The Army wants to jam, spoof, and hack enemy electronics with such subtlety the target doesn’t even realize what’s going wrong. That takes both high-tech equipment and highly trained personnel to use it.
But the Army largely disbanded its electronic warfare (EW) corps after the Cold War, and the rebuilding takes time. The service is moving step by step, through a series of urgent expedients, field experiments, and “proto-prototypes,” toward its ultimate goal: combining electronic warfare, cyber warfare, and signals intelligence into a new form of digital warfare, a key part of the future combat concept called Multi-Domain Operations.
The Army’s official acquisition Program Of Record (POR) here is TLIS: the Terrestrial Layer Intelligence System. That name reflects TLIS’s origin in signals intelligence, originally as a replacement for the existing tactical SIGINT system, Prophet. But then the Army decided TLIS should absorb the ground-based version of its Multi-Function Electronic Warfare system. (A drone-mounted EW pod, MFEW-Air, continues as a separate program.)
That alarmed traditional EW officers, who saw a hostile takeover of their already tight budget by the more prestigious and better-funded SIGINT corps. But there’s a logic behind it.
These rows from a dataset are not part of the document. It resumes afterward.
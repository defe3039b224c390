use std::fmt::Display;
use std::fmt::Formatter;

use thiserror::Error;

use crate::basic_types::Prune;
use crate::constraints::ConstraintId;
use crate::variables::VariableId;

/// The result of invoking a propagator. On success it holds every prune that was performed, on
/// failure the [`Inconsistency`] holds the prunes performed before the failure was detected.
/// Either way the caller owns undoing those prunes.
pub type PropagationStatus = Result<Vec<Prune>, Inconsistency>;

/// A dead end found during propagation.
#[derive(Error, Clone, Debug, PartialEq, Eq)]
#[error("inconsistency detected ({cause}) after {} prunes", .pruned.len())]
pub struct Inconsistency {
    /// The prunes performed by the failing call, in the order they happened.
    pub pruned: Vec<Prune>,
    pub cause: InconsistencyCause,
}

impl Inconsistency {
    pub(crate) fn empty_domain(variable: VariableId, pruned: Vec<Prune>) -> Inconsistency {
        Inconsistency {
            pruned,
            cause: InconsistencyCause::EmptyDomain(variable),
        }
    }

    pub(crate) fn violated(constraint: ConstraintId, pruned: Vec<Prune>) -> Inconsistency {
        Inconsistency {
            pruned,
            cause: InconsistencyCause::Violated(constraint),
        }
    }
}

/// Why a propagator failed. Only meant for diagnostics; a search driver treats every cause the
/// same way.
#[derive(Clone, Copy, Debug, PartialEq, Eq)]
pub enum InconsistencyCause {
    /// The current domain of the variable became empty.
    EmptyDomain(VariableId),
    /// A constraint over fully assigned variables is not satisfied.
    Violated(ConstraintId),
}

impl Display for InconsistencyCause {
    fn fmt(&self, f: &mut Formatter<'_>) -> std::fmt::Result {
        match self {
            InconsistencyCause::EmptyDomain(variable) => write!(f, "{variable} has an empty domain"),
            InconsistencyCause::Violated(constraint) => write!(f, "{constraint} is violated"),
        }
    }
}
Signals intelligence and electronic warfare have always required a similar set of sensors to detect and analyze enemy transmissions. (In fact, the Russian army combines SIGINT and EW in the same units.) What’s more, as technology evolves, it becomes more flexible: Instead of having to build a specific analog system for each mission, the same digitally controlled transmitter/receiver module can be used to eavesdrop, communicate, or attack, depending on the software.